We can not use the same approach as in the previous question since $$\sum\limits_{k \geq 1} u_{k} = + \infty$$.

• Are you willing to ignore $n=1$ in the hypothesis? May 8 '19 at 7:23

With the convention that an empty sum evaluates to zero, we have for $$n=1$$ $$0 \le u_1 \le \frac c1 \sum_{k=1}^0 u_k = 0$$ which implies $$u_1= 0$$. Then $$u_n= 0$$ for all $$n\in \Bbb N$$ follows via induction.

So the only sequence satisfying the hypothesis is the zero sequence, so that $$\sum_{k \geq 0} u_{k}$$ is (trivially) finite.
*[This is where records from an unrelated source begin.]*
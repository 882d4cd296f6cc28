//! # Generic Riemannian distance under a learned transform
//!
//! Geodesic length under a Q-deformed Poincaré-ball-like metric, computed by
//! numerical quadrature along the straight base-space segment from `x` to `y`.
//! No lift is involved; the metric lives directly on the base space.
//!
//! With `δ = y − x` and `p(t) = (1−t)·x + t·y`, the local speed at parameter
//! `t` is
//!
//! ```text
//! s(t) = √( ‖Q·δ‖² + (p(t)·δ)² / (1 + p(t)·p(t)) )
//! ```
//!
//! and the path length is `∫₀¹ s(t) dt`, evaluated with composite Simpson
//! quadrature. Both terms under the square root are non-negative, so the
//! integrand is defined everywhere; the only failure mode is a malformed
//! transform shape.

use crate::error::ManifoldError;
use crate::linalg::{dot, matvec};

/// Default number of Simpson subintervals. Plenty for the smooth integrands
/// this metric produces at experiment scale.
pub const DEFAULT_QUADRATURE_STEPS: usize = 32;

/// Path length from `x` to `y` under the transform `q` (flat row-major d×d).
///
/// `steps` is rounded up to the next even number; values below 2 are raised
/// to 2.
///
/// # Errors
///
/// Returns [`ManifoldError::DimensionMismatch`] if `q` is not `d*d` for
/// `d = x.len()`, or if `x` and `y` differ in length.
pub fn transformed_path_length(
    x: &[f64],
    y: &[f64],
    q: &[f64],
    steps: usize,
) -> Result<f64, ManifoldError> {
    let d = x.len();
    if y.len() != d {
        return Err(ManifoldError::DimensionMismatch { expected: d, got: y.len() });
    }
    if q.len() != d * d {
        return Err(ManifoldError::DimensionMismatch { expected: d * d, got: q.len() });
    }

    let delta: Vec<f64> = y.iter().zip(x.iter()).map(|(yi, xi)| yi - xi).collect();
    let q_delta = matvec(q, d, &delta);
    let first_term = dot(&q_delta, &q_delta);

    let speed = |t: f64| -> f64 {
        let p: Vec<f64> = x
            .iter()
            .zip(y.iter())
            .map(|(&xi, &yi)| (1.0 - t) * xi + t * yi)
            .collect();
        let proj = dot(&p, &delta);
        (first_term + proj * proj / (1.0 + dot(&p, &p))).sqrt()
    };

    // Composite Simpson on [0, 1].
    let n = {
        let n = steps.max(2);
        if n % 2 == 0 { n } else { n + 1 }
    };
    let h = 1.0 / n as f64;
    let mut sum = speed(0.0) + speed(1.0);
    for i in 1..n {
        let w = if i % 2 == 1 { 4.0 } else { 2.0 };
        sum += w * speed(i as f64 * h);
    }
    Ok(sum * h / 3.0)
}
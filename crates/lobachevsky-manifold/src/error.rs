//! Error types for manifold operations.

/// Errors that can occur while lifting points onto a manifold or computing
/// geodesic distances.
#[derive(Debug, Clone, thiserror::Error)]
pub enum ManifoldError {
    /// A point was outside the open unit ball (‖x‖² ≥ 1), so the
    /// ball→hyperboloid lift is undefined.
    #[error("point outside the unit ball: ‖x‖² = {norm_sq:.6} ≥ 1.0")]
    OutsideBall { norm_sq: f64 },

    /// An intermediate value fell outside the valid domain of acosh/sqrt.
    /// Usually a sign that the current transform has pushed a pair of points
    /// off the manifold's valid region.
    #[error("numeric domain violation in {op}: argument {value:.6}")]
    NumericDomain { op: &'static str, value: f64 },

    /// Two inputs had incompatible dimensions.
    #[error("dimension mismatch: expected {expected}, got {got}")]
    DimensionMismatch { expected: usize, got: usize },
}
If the hypothesis is relaxed to $$\tag{*} 0 \leq u_{n} \leq \frac {c}{n} \sum_{k=1}^{n-1} u_{k} \text{ for sufficiently large n}$$ then for any $$c \in (0, 1)$$ a counter-example is given by $$u_n = (n+1)^d - n^d$$ where $$d$$ is chosen in $$(0, c)$$. From the mean-value theorem we can estimate the left-hand side as $$u_n = (n+1)^d - n^d \le d n^{d-1}$$ so that $$(*)$$ is satisfied if $$d n^{d-1} \le \frac {c}{n} \sum_{k=1}^{n-1} u_{k} = \frac {c}{n} \bigl( n^d - 1\bigr) \\ \iff c \le (c-d)n^d$$ and that is true for sufficiently large $$n$$.

• +1 from me. Sorry about earlier correspondence. May 8 '19 at 11:44

I am ignoring first few values of $$n$$ in the hypothesis. $$u_n=\log(1+\frac 1 {n+2})$$ is a counterexample. Note that $$\sum\limits_{k=1}^{n-1} u_k=\sum\limits_{k=1}^{n-1}[log(k+3)-log(k+2)]=\log(n+2)-\log\, 3$$ from which you can see that the hypothesis is satisfied.
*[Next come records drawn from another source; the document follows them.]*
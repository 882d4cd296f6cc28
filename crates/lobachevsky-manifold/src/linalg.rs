//! Flat row-major matrix and vector helpers.
//!
//! Everything in this workspace works on plain `&[f64]` slices; a square
//! transform `Q` of dimension `d` is a `d*d` row-major slice. These helpers
//! are the minimum the loss gradients need, not general linear algebra.

/// Dot product of two equal-length vectors.
#[inline]
pub fn dot(a: &[f64], b: &[f64]) -> f64 {
    debug_assert_eq!(a.len(), b.len(), "dimension mismatch in dot");
    a.iter().zip(b.iter()).map(|(x, y)| x * y).sum()
}

/// Euclidean norm.
#[inline]
pub fn l2_norm(v: &[f64]) -> f64 {
    dot(v, v).sqrt()
}

/// `m · x` for a row-major `d×d` matrix `m`.
pub fn matvec(m: &[f64], d: usize, x: &[f64]) -> Vec<f64> {
    debug_assert_eq!(m.len(), d * d, "matrix is not d*d");
    debug_assert_eq!(x.len(), d, "vector is not d");
    (0..d).map(|r| dot(&m[r * d..(r + 1) * d], x)).collect()
}

/// `a · b` for two row-major `d×d` matrices.
pub fn matmul(a: &[f64], b: &[f64], d: usize) -> Vec<f64> {
    debug_assert_eq!(a.len(), d * d);
    debug_assert_eq!(b.len(), d * d);
    let mut out = vec![0.0; d * d];
    for r in 0..d {
        for k in 0..d {
            let ark = a[r * d + k];
            if ark == 0.0 {
                continue;
            }
            for c in 0..d {
                out[r * d + c] += ark * b[k * d + c];
            }
        }
    }
    out
}

/// Symmetrized outer product `x·yᵀ + y·xᵀ` as a row-major `d×d` matrix.
pub fn outer_sym(x: &[f64], y: &[f64]) -> Vec<f64> {
    debug_assert_eq!(x.len(), y.len());
    let d = x.len();
    let mut out = vec![0.0; d * d];
    for r in 0..d {
        for c in 0..d {
            out[r * d + c] = x[r] * y[c] + y[r] * x[c];
        }
    }
    out
}

/// Row-major identity matrix of dimension `d`.
pub fn identity(d: usize) -> Vec<f64> {
    let mut m = vec![0.0; d * d];
    for i in 0..d {
        m[i * d + i] = 1.0;
    }
    m
}

#[cfg(test)]
mod tests {
    use super::*;

    #[test]
    fn matvec_identity_is_noop() {
        let m = identity(3);
        let x = vec![1.0, -2.0, 3.0];
        assert_eq!(matvec(&m, 3, &x), x);
    }

    #[test]
    fn matmul_against_hand_computed() {
        // [1 2; 3 4] · [0 1; 1 0] = [2 1; 4 3]
        let a = vec![1.0, 2.0, 3.0, 4.0];
        let b = vec![0.0, 1.0, 1.0, 0.0];
        assert_eq!(matmul(&a, &b, 2), vec![2.0, 1.0, 4.0, 3.0]);
    }

    #[test]
    fn outer_sym_is_symmetric() {
        let x = vec![1.0, 2.0, 3.0];
        let y = vec![-1.0, 0.5, 2.0];
        let m = outer_sym(&x, &y);
        for r in 0..3 {
            for c in 0..3 {
                assert!((m[r * 3 + c] - m[c * 3 + r]).abs() < 1e-15);
            }
        }
    }
}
• Note that for $n=2$, we get in the given example $u_1=\ln(\frac43) \approx 0.288$ and $u_2=\ln(\frac54) \approx 0.223$ and thus $\frac1n\sum_{k=1}^{n-1}=\frac12u_1 \approx 0.144$. That means the constant $c$ cannot be smaller than $\approx 1.5$, which is obviusly outside the specfied range. May 8 '19 at 10:03
• Since the conditions are linear in $\{u_n\}$, one cannot get a lower $c$ by just multiplying $\{u_n\}$ with a constant. Even if the denominator $n$ is replaced by the more 'appropriate' $n-1$ (it is, after all, dividing a sum of $n-1$ values), that only covers values of $c \ge \approx 0.75$. It might still be interesting to know if the assumption is true for some 'small enough' $c > 0$. May 8 '19 at 10:03

Ignoring the condition for $$n=1$$, the assumption is incorrect for any $$c > 0$$.
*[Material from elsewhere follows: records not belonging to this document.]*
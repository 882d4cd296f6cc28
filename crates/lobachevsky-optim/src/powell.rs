//! Powell's direction-set method.
//!
//! Derivative-free: cycles through a set of search directions, line-minimizing
//! along each, and replaces the direction of largest decrease with the overall
//! displacement when the standard acceptance test passes. The workhorse for
//! the manifold losses and MDS reconstruction, where no analytic gradient
//! exists.

use crate::line::minimize_along;
use crate::OptimReport;

#[derive(Debug, Clone)]
pub struct PowellOptions {
    /// Outer iteration budget.
    pub max_iter: usize,
    /// Relative decrease threshold for convergence.
    pub ftol: f64,
    /// Tolerance handed to the line minimizer.
    pub line_tol: f64,
}

impl Default for PowellOptions {
    fn default() -> Self {
        Self {
            max_iter: 200,
            ftol: 1e-8,
            line_tol: 1e-8,
        }
    }
}

/// Minimize `f` starting from `x0`.
pub fn minimize<F>(mut f: F, x0: &[f64], opts: &PowellOptions) -> OptimReport
where
    F: FnMut(&[f64]) -> f64,
{
    let n = x0.len();
    let mut x = x0.to_vec();
    let mut fx = f(&x);
    if n == 0 {
        return OptimReport { x, fx, iterations: 0, converged: true };
    }

    // Initial directions: coordinate axes.
    let mut directions: Vec<Vec<f64>> = (0..n)
        .map(|i| {
            let mut d = vec![0.0; n];
            d[i] = 1.0;
            d
        })
        .collect();

    let mut iterations = 0;
    let mut converged = false;

    while iterations < opts.max_iter {
        iterations += 1;
        let f_start = fx;
        let x_start = x.clone();

        let mut biggest_drop = 0.0;
        let mut biggest_idx = 0;
        for (i, dir) in directions.iter().enumerate() {
            let f_before = fx;
            let (x_new, f_new) = minimize_along(&mut f, &x, fx, dir, opts.line_tol);
            x = x_new;
            fx = f_new;
            let drop = f_before - fx;
            if drop > biggest_drop {
                biggest_drop = drop;
                biggest_idx = i;
            }
        }

        tracing::debug!(iteration = iterations, loss = fx, "powell sweep complete");

        if 2.0 * (f_start - fx) <= opts.ftol * (f_start.abs() + fx.abs()) + 1e-20 {
            converged = true;
            break;
        }

        // Extrapolate along the overall displacement and decide whether to
        // adopt it as a new direction (Powell's acceptance test).
        let displacement: Vec<f64> = x
            .iter()
            .zip(x_start.iter())
            .map(|(a, b)| a - b)
            .collect();
        let extrapolated: Vec<f64> = x
            .iter()
            .zip(x_start.iter())
            .map(|(a, b)| 2.0 * a - b)
            .collect();
        let f_extrap = f(&extrapolated);

        if f_extrap < f_start {
            let term1 = f_start - fx - biggest_drop;
            let term2 = f_start - f_extrap;
            let t = 2.0 * (f_start - 2.0 * fx + f_extrap) * term1 * term1
                - biggest_drop * term2 * term2;
            if t < 0.0 {
                let (x_new, f_new) = minimize_along(&mut f, &x, fx, &displacement, opts.line_tol);
                x = x_new;
                fx = f_new;
                directions[biggest_idx] = directions[n - 1].clone();
                directions[n - 1] = displacement;
            }
        }
    }

    OptimReport { x, fx, iterations, converged }
}

#[cfg(test)]
mod tests {
    use super::*;

    #[test]
    fn quadratic_bowl_converges() {
        let f = |x: &[f64]| (x[0] - 1.0).powi(2) + 10.0 * (x[1] + 2.0).powi(2);
        let r = minimize(f, &[5.0, 5.0], &PowellOptions::default());
        assert!(r.converged);
        assert!((r.x[0] - 1.0).abs() < 1e-4, "{:?}", r.x);
        assert!((r.x[1] + 2.0).abs() < 1e-4, "{:?}", r.x);
    }

    #[test]
    fn coupled_quadratic_converges() {
        // Cross term forces the direction-set update to do real work.
        let f = |x: &[f64]| {
            let (a, b) = (x[0], x[1]);
            2.0 * a * a + b * b + a * b - 4.0 * a - 3.0 * b
        };
        let r = minimize(f, &[10.0, -10.0], &PowellOptions::default());
        assert!(r.converged);
        // Gradient zero at (5/7, 8/7).
        assert!((r.x[0] - 5.0 / 7.0).abs() < 1e-3, "{:?}", r.x);
        assert!((r.x[1] - 8.0 / 7.0).abs() < 1e-3, "{:?}", r.x);
    }

    #[test]
    fn exhausted_budget_reports_non_convergence() {
        let f = |x: &[f64]| (x[0] - 1.0).powi(2) + 10.0 * (x[1] + 2.0).powi(2);
        let opts = PowellOptions { max_iter: 1, ftol: 1e-300, ..Default::default() };
        let r = minimize(f, &[100.0, 100.0], &opts);
        assert!(!r.converged);
        assert_eq!(r.iterations, 1);
    }

    #[test]
    fn empty_parameter_vector_is_trivially_converged() {
        let r = minimize(|_: &[f64]| 3.5, &[], &PowellOptions::default());
        assert!(r.converged);
        assert_eq!(r.fx, 3.5);
    }
}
To see this, define $$u_1:=1$$ and

$$u_n:=\frac{c}n\sum_{k=1}^{n-1}u_k, \text{ for } n\ge 2.$$

(REMARK: See below for a simplification of this proof).

This satisfies the condition of the problem, we have greedily chosen $$u_n$$ to be the maximal available value.

It follows for $$n \ge 2$$ that $$u_n \ge \frac{c}n u_1 = \frac{c}n$$, as the remaining terms of the sum are non-negative.

Thus we get

$$\sum_{k=1}^nu_k \ge \sum_{k=2}^nu_k \ge \sum_{k=2}^n\frac{c}k = c\sum_{k=2}^n\frac1k.$$ The sum on the right hand side is the known divergent harmonic series, and with $$c > 0$$ our sum is divergent by the comparison test.

SIMPLIFICATION:

After $$u_1:=1$$, simpy continue with the explicit definition

$$u_n:=\frac{c}n, \text{ for } n\ge 2.$$

Since $$u_n=\frac{c}nu_1$$, the conditions is fullfilled for all $$n\ge 2$$ and divergence follows the same way as above.

• thanks for your observation. so what do you think about the case $0 \leq u_{n} \leq \dfrac{c}{n^{p}} \sum_{k=1}^{n−1} u_{k}$ for $1<p<2$? I took the power $1$ since I thought it would be easier in the analysis.
– JKay
May 9 '19 at 1:29